Vaughan’s breaking point came in the spring of 1987 by way of a body-slam from a 6-foot-8 brute called Nord the Barbarian. His shoulder popped out of its socket, an injury he says still flares up today. He was tired and poor, beaten up and now broken down: a Von Erich in hardships but not in spoils. “If the money is commensurate to the job, you do it,” he says. But this was far from that. After being turned down for a raise, Vaughan walked out and got to work planning his next steps. 

And that, he presumed, would be the end of it. His time as a Von Erich was over, and while the experience fell well short of the stratospheric expectations he had, at least it ended without acrimony—or so he figured.

“I don’t know everything that was said between him and Fritz when it was time to go, but he’s not going to be the guy that creates a situation in which you try to destroy him,” Wolfe says. “It’s just not his personality.”

But that’s exactly what Fritz Von Erich decided to do. 

The Bridge

Thirty-six years later, no one can piece together why Fritz ordered his son to the ring with a live microphone in his hand and a family grudge on his mind. 

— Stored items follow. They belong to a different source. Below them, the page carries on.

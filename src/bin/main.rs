use clap::{Parser, Subcommand, ValueEnum};
use crossterm::style::Stylize;
use std::fs::File;
use std::io::{self, stdin, stdout, BufRead, BufReader, Write};
use std::path::PathBuf;
use std::process::ExitCode;
use taphone_core::persistence::{load_from_disk, save_to_disk};
use taphone_core::{KeyLevel, PhoneticIndex, PhoneticKey, Result, TaPhone};
use tracing::{error, info, warn};
use tracing_subscriber::{layer::SubscriberExt, util::SubscriberInitExt};

#[derive(Parser, Debug)]
#[command(name = "taphone")]
#[command(about = "Phonetic keys for Tamil words", long_about = None)]
struct Cli {
    /// Log at debug level (RUST_LOG takes precedence)
    #[arg(short, long, global = true)]
    verbose: bool,

    #[command(subcommand)]
    command: Command,
}

#[derive(Subcommand, Debug)]
enum Command {
    /// Print the three keys of each word
    Encode {
        /// Words to encode; read one per line from stdin when omitted
        words: Vec<String>,

        #[arg(short, long, value_enum, default_value_t = Format::Text)]
        format: Format,
    },
    /// Build and query phonetic indexes
    Index {
        #[command(subcommand)]
        command: IndexCommand,
    },
    /// Type words and see their keys. 'exit' to quit.
    Interactive,
}

#[derive(Subcommand, Debug)]
enum IndexCommand {
    /// Index a word list (one word per line)
    Build {
        #[arg(short, long)]
        input: PathBuf,

        #[arg(short, long)]
        output: PathBuf,
    },
    /// List indexed words that sound like the given words
    Query {
        #[arg(short, long)]
        index: PathBuf,

        #[arg(short, long, value_enum, default_value_t = Level::Key1)]
        level: Level,

        #[arg(required = true)]
        words: Vec<String>,
    },
    /// Report keys shared by several indexed words
    Groups {
        #[arg(short, long)]
        index: PathBuf,

        #[arg(short, long, value_enum, default_value_t = Level::Key1)]
        level: Level,

        #[arg(long, default_value_t = 2)]
        min_size: usize,
    },
}

#[derive(ValueEnum, Clone, Copy, Debug)]
enum Format {
    Text,
    Json,
}

#[derive(ValueEnum, Clone, Copy, Debug)]
enum Level {
    Key0,
    Key1,
    Key2,
}

impl From<Level> for KeyLevel {
    fn from(level: Level) -> Self {
        match level {
            Level::Key0 => KeyLevel::Key0,
            Level::Key1 => KeyLevel::Key1,
            Level::Key2 => KeyLevel::Key2,
        }
    }
}

#[derive(serde::Serialize)]
struct EncodedWord<'a> {
    word: &'a str,
    #[serde(flatten)]
    key: &'a PhoneticKey,
}

fn main() -> ExitCode {
    let cli = Cli::parse();
    let default_filter = if cli.verbose { "taphone_core=debug,taphone=debug" } else { "warn" };
    tracing_subscriber::registry()
        .with(
            tracing_subscriber::EnvFilter::try_from_default_env()
                .unwrap_or_else(|_| default_filter.into()),
        )
        .with(tracing_subscriber::fmt::layer().with_writer(io::stderr))
        .init();

    match run(cli.command) {
        Ok(()) => ExitCode::SUCCESS,
        Err(e) => {
            error!("{e}");
            eprintln!("[ERROR] {e}");
            ExitCode::FAILURE
        }
    }
}

fn run(command: Command) -> Result<()> {
    let phone = TaPhone::new();
    match command {
        Command::Encode { words, format } => {
            let words = if words.is_empty() { read_words(stdin().lock())? } else { words };
            let mut out = stdout().lock();
            encode_words(&phone, &words, format, &mut out)?;
            out.flush()?;
            Ok(())
        }
        Command::Index { command } => run_index(&phone, command),
        Command::Interactive => run_interactive(&phone),
    }
}

fn encode_words(phone: &TaPhone, words: &[String], format: Format, out: &mut impl Write) -> Result<()> {
    for word in words {
        let key = phone.encode(word);
        match format {
            Format::Text => {
                writeln!(out, "{}\t{}\t{}\t{}", word, key.key0, key.key1, key.key2)?
            }
            Format::Json => {
                let line = serde_json::to_string(&EncodedWord { word, key: &key })?;
                writeln!(out, "{}", line)?;
            }
        }
    }
    Ok(())
}

fn run_index(phone: &TaPhone, command: IndexCommand) -> Result<()> {
    match command {
        IndexCommand::Build { input, output } => {
            let words = read_words(BufReader::new(File::open(&input)?))?;
            let (index, skipped) = build_index(phone, &words);
            if skipped > 0 {
                warn!(skipped, "words without Tamil content were not indexed");
            }
            save_to_disk(&index, &output)?;
            info!(words = index.len(), output = %output.display(), "index built");
            println!("Indexed {} words into '{}'", index.len(), output.display());
        }
        IndexCommand::Query { index, level, words } => {
            let index = load_from_disk(&index)?;
            let mut out = stdout().lock();
            write_matches(&index, phone, &words, level.into(), &mut out)?;
        }
        IndexCommand::Groups { index, level, min_size } => {
            let index = load_from_disk(&index)?;
            let mut out = stdout().lock();
            write_groups(&index, level.into(), min_size, &mut out)?;
        }
    }
    Ok(())
}

/// Returns the index and how many words were left out for lacking Tamil.
fn build_index(phone: &TaPhone, words: &[String]) -> (PhoneticIndex, usize) {
    let mut index = PhoneticIndex::new();
    let mut skipped = 0usize;
    for word in words {
        if index.insert(phone, word).is_none() {
            skipped += 1;
        }
    }
    (index, skipped)
}

fn write_matches(
    index: &PhoneticIndex,
    phone: &TaPhone,
    words: &[String],
    level: KeyLevel,
    out: &mut impl Write,
) -> Result<()> {
    for word in words {
        let matches = index.lookup(phone, word, level);
        writeln!(out, "{}\t{}", word, matches.join(" "))?;
    }
    Ok(())
}

fn write_groups(index: &PhoneticIndex, level: KeyLevel, min_size: usize, out: &mut impl Write) -> Result<()> {
    for (key, words) in index.groups(level, min_size) {
        writeln!(out, "{}\t{}", key, words.join(" "))?;
    }
    Ok(())
}

/// One word per line, trimmed, blank lines skipped.
fn read_words(reader: impl BufRead) -> Result<Vec<String>> {
    let mut words = Vec::new();
    for line in reader.lines() {
        let line = line?;
        let word = line.trim();
        if !word.is_empty() {
            words.push(word.to_string());
        }
    }
    Ok(words)
}

fn run_interactive(phone: &TaPhone) -> Result<()> {
    println!("Tamil phonetic keys. Type a word and press [Enter]. 'exit' to quit.");
    println!("---------------------------------------------------------------");

    loop {
        print!("\n> ");
        stdout().flush()?;

        let mut input = String::new();
        if stdin().read_line(&mut input)? == 0 {
            break;
        }
        match input.trim() {
            "exit" => break,
            "" => continue,
            word => print_keys(word, &phone.encode(word)),
        }
    }
    Ok(())
}

fn print_keys(word: &str, key: &PhoneticKey) {
    if key.is_empty() {
        println!("{}", format!("No Tamil letters in '{}'", word).yellow());
        return;
    }
    println!("{}", word.bold());
    println!("  key0: {}", key.key0.as_str().green());
    println!("  key1: {}", key.key1.as_str().cyan());
    println!("  key2: {}", key.key2.as_str().magenta());
}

The Fourth of July was approaching, and the Sportatorium was packed for a live event. A camera crew was on hand to tape the main event: Brian Adias and “Latin Heartthrob” Al Perez versus Lance and Kevin Von Erich, in what was billed as a sort of homecoming for Kevin after returning from an overseas tour. Early in the night, however, it was announced that Kevin was not available to wrestle. And then, with Adias and Perez awaiting their opponents in the ring, a different Von Erich appeared—Kerry, still well into his convalescence after the motorcycle accident. The fans erupted. 

KER-RY! 

KER-RY!

KER-RY!

But the most magnetic of the Von Erichs didn’t pander to the crowd like he normally might. Instead, he shook the microphone in his right hand, fidgeted with its cord in his left. He pursed his lips, then opened his mouth before thinking better of it. He wasn’t ready. He withdrew to drink in a few final moments of approval: hands on his hips, a brief nod of acknowledgment amid the cheers. Then a confident stride forward to the center of the ring for a slight bow and two slighter waves. It was time to come clean. 

“I’ve got to do and say the most embarrassing thing I guess anybody could ever say in the middle of this ring,” he began. His head was low, his speech peppered with pauses. “William Vaughan, who you guys know as Lance Von Erich”—a wall of high-pitched shrieks interrupts him—“again, I’m embarrassed. The family is degraded. And we’re sorry, but he’s refused to come to the ring tonight to face Brian Adias and Al Perez.” 

From there he moved on to announcing Adias and Perez’s new opponent, but the questions he raised in 36 seconds superseded everything the audience watched that night. Where was Lance? Why did he refuse to show up? Who was William Vaughan, and what was this business about the family being degraded? How could a Vaughan be a Von Erich? 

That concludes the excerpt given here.